Wherever a line holds the word "derive", copy that line from the data.
═══ Records shown ═══
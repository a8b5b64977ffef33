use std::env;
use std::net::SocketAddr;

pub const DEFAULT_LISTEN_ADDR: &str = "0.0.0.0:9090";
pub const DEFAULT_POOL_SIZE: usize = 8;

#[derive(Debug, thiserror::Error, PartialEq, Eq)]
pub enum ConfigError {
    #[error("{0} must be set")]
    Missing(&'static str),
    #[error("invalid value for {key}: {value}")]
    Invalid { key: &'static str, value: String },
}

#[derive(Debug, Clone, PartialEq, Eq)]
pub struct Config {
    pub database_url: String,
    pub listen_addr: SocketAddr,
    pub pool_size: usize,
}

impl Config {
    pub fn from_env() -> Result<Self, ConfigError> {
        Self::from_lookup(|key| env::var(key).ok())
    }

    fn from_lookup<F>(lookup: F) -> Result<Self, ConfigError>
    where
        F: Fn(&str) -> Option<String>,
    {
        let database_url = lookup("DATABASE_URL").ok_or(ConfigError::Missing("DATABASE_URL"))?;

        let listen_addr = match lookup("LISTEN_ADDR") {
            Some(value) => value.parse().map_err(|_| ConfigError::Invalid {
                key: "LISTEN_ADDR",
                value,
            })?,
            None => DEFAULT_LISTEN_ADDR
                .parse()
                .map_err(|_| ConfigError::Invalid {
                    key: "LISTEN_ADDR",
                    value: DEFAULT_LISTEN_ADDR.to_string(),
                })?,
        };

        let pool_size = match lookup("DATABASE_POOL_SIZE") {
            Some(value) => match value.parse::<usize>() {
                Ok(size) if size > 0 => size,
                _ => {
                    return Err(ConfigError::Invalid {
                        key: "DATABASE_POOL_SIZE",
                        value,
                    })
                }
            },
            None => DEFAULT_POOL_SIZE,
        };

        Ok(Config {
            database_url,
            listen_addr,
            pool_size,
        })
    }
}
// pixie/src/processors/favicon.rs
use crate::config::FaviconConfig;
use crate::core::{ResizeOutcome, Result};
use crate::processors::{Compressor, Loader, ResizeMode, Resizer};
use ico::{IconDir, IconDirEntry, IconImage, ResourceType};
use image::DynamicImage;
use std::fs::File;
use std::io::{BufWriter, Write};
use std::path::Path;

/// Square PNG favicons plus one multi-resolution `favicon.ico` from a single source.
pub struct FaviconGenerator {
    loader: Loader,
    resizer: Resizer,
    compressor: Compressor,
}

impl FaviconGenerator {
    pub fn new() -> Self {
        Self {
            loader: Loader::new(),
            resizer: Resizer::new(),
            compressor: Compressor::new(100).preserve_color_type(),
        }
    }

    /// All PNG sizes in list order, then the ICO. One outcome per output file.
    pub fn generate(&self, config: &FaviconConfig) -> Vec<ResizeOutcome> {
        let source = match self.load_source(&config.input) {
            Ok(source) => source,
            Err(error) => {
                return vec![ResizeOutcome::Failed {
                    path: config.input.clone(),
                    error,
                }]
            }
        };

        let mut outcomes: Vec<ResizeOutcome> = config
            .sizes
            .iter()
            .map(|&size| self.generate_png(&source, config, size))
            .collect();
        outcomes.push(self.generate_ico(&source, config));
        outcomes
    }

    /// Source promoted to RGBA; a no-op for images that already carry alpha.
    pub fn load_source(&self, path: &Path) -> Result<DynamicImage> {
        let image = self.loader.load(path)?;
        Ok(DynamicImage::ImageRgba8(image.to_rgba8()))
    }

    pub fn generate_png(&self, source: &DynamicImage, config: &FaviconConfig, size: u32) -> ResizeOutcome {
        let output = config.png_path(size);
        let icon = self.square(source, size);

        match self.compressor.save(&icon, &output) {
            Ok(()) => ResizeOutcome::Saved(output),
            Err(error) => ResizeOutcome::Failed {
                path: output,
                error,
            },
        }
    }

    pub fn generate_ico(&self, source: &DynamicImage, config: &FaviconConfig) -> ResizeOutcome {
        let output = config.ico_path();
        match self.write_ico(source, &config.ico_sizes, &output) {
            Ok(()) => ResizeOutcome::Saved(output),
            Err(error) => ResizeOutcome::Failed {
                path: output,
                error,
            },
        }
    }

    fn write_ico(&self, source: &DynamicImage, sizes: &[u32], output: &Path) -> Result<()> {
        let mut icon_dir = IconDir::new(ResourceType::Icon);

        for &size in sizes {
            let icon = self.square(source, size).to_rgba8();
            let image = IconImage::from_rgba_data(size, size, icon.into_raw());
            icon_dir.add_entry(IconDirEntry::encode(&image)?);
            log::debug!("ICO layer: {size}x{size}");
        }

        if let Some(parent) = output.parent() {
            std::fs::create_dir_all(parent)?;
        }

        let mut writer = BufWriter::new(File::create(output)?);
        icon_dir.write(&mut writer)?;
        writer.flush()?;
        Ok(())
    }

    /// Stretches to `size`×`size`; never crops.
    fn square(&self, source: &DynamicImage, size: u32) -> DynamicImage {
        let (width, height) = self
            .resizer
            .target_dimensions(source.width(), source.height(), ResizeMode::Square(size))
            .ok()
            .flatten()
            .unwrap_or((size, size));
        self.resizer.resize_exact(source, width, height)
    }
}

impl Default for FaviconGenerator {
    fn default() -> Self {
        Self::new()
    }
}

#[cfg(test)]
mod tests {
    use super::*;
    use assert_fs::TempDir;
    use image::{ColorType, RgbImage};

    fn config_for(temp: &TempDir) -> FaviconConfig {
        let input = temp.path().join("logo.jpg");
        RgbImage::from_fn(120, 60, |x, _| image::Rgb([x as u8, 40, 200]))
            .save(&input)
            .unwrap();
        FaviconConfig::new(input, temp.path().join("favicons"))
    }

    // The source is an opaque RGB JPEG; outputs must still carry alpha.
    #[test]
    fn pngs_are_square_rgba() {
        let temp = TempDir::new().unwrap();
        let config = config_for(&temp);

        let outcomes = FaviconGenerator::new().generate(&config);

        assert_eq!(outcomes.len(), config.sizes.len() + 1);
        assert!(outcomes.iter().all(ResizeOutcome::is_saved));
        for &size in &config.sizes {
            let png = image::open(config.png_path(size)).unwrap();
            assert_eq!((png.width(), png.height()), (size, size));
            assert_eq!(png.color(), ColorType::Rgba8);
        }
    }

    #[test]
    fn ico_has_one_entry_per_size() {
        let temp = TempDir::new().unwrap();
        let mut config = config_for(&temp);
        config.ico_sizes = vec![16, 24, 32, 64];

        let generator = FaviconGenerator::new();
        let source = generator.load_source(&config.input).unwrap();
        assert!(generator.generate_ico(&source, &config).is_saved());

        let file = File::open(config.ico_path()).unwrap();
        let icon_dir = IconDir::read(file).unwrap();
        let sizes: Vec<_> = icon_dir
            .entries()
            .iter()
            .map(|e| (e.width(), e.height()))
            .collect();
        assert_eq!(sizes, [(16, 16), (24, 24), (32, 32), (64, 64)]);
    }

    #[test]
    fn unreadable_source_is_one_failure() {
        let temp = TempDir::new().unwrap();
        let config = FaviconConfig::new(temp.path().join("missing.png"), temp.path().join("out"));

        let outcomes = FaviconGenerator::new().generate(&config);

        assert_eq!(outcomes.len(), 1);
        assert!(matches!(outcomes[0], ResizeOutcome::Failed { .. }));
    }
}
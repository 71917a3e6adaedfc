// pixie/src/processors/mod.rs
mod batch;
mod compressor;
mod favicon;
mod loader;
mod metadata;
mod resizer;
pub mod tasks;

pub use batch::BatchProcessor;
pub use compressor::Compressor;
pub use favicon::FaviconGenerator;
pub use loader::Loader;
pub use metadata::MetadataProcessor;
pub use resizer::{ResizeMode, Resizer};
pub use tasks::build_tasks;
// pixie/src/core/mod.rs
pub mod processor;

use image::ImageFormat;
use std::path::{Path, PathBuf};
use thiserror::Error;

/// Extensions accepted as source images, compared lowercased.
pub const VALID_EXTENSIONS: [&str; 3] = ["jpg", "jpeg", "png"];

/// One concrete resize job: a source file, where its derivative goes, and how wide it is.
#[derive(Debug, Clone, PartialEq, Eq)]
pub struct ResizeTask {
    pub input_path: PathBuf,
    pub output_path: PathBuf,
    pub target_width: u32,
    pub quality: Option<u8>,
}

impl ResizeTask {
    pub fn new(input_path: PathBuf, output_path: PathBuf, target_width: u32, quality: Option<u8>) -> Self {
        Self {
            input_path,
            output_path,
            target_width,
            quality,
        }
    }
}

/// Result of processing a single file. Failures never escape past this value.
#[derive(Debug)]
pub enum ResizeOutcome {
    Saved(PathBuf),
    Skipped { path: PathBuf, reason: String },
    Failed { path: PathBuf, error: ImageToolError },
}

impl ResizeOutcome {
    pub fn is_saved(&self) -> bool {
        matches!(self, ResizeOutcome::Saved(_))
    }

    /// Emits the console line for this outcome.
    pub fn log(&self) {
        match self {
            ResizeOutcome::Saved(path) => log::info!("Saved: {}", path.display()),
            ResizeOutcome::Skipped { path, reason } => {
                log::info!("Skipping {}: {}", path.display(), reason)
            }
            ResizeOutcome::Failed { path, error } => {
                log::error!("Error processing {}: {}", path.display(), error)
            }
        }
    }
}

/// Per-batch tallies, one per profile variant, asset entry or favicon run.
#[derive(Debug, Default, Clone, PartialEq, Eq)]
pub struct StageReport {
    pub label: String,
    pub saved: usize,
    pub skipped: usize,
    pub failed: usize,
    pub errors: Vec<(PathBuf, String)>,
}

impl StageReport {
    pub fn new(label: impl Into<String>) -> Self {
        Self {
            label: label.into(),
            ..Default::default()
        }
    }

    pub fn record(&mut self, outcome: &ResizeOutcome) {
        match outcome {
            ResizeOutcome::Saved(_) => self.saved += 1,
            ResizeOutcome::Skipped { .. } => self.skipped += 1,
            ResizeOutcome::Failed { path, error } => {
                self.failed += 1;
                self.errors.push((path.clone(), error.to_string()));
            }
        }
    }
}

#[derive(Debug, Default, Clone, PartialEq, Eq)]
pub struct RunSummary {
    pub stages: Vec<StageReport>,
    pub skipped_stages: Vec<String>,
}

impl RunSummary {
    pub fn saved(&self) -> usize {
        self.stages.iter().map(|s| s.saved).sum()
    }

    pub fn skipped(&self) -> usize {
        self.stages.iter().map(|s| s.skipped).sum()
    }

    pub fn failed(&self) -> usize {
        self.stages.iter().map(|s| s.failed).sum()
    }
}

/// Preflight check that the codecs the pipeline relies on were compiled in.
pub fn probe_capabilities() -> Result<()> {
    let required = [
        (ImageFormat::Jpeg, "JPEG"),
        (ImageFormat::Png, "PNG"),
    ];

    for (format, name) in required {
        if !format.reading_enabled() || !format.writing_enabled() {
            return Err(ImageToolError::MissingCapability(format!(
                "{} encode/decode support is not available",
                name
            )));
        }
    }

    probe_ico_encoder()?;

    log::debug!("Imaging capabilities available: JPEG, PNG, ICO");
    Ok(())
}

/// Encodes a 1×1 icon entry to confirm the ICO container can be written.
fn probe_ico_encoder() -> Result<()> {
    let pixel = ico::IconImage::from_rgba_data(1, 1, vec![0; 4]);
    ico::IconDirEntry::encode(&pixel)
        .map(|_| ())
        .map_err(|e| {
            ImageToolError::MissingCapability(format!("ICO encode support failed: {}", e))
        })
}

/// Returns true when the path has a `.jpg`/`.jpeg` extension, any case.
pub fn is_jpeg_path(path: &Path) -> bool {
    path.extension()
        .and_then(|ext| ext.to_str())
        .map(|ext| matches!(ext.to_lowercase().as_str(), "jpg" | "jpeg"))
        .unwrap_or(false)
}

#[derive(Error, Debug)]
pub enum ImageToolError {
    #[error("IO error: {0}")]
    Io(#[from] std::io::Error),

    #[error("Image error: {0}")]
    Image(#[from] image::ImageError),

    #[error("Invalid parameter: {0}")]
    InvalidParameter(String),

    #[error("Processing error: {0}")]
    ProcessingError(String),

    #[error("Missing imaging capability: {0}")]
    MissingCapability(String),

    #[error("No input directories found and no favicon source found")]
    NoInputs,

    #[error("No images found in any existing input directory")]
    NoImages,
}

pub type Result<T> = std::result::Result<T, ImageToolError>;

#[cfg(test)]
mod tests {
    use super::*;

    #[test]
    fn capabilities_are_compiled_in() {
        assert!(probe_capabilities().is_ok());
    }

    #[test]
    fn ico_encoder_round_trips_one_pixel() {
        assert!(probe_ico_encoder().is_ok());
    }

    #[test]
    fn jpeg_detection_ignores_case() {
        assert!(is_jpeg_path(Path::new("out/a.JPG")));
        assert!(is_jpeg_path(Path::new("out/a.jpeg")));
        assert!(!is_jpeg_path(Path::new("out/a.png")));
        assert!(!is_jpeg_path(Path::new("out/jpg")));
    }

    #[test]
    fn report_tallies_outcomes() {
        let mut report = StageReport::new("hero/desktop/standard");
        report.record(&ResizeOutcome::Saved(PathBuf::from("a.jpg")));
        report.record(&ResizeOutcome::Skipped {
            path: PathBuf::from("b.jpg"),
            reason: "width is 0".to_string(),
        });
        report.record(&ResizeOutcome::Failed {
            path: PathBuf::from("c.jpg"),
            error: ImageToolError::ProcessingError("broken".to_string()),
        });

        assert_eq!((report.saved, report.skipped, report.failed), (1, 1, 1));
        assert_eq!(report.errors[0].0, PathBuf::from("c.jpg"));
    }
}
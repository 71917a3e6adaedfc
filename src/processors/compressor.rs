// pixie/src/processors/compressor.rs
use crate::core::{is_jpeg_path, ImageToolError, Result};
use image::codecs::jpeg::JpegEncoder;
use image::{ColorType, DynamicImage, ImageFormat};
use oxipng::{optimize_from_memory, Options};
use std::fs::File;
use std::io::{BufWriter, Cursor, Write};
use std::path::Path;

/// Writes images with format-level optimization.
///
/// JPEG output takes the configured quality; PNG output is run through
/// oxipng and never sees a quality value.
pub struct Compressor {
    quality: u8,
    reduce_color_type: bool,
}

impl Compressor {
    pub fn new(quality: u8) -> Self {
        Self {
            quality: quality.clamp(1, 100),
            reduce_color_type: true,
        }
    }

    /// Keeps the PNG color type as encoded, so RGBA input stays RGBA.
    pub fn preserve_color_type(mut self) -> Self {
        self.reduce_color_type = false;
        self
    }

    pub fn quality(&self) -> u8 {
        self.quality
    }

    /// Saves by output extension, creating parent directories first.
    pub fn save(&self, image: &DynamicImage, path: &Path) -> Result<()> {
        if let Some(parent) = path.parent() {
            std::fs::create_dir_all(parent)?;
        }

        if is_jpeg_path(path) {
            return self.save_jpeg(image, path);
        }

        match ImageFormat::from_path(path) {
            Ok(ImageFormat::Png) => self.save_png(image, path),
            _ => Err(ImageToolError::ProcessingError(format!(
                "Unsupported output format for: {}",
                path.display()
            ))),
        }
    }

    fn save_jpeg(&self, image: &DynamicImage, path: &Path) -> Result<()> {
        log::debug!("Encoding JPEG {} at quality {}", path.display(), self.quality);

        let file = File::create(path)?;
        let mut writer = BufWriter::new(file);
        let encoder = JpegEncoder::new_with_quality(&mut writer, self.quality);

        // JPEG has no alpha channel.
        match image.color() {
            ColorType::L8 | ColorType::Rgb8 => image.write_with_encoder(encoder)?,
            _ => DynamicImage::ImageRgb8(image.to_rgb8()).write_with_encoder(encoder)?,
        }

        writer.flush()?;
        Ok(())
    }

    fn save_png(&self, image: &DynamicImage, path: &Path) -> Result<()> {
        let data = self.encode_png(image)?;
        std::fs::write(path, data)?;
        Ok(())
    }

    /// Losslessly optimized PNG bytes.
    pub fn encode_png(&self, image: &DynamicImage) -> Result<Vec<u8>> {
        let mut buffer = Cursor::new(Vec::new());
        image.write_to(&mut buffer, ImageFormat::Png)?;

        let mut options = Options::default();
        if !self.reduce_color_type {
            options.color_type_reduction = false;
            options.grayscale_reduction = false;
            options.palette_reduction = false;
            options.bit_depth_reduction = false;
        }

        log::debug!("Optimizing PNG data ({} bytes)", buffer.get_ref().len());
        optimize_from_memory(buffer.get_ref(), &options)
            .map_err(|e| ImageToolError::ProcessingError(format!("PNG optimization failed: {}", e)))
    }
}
═══
Your solution:
#[derive(Debug, thiserror::Error, PartialEq, Eq)]
#[derive(Debug, Clone, PartialEq, Eq)]
#[derive(Debug, Clone, PartialEq, Eq)]
#[derive(Debug)]
#[derive(Debug, Default, Clone, PartialEq, Eq)]
#[derive(Debug, Default, Clone, PartialEq, Eq)]
#[derive(Error, Debug)]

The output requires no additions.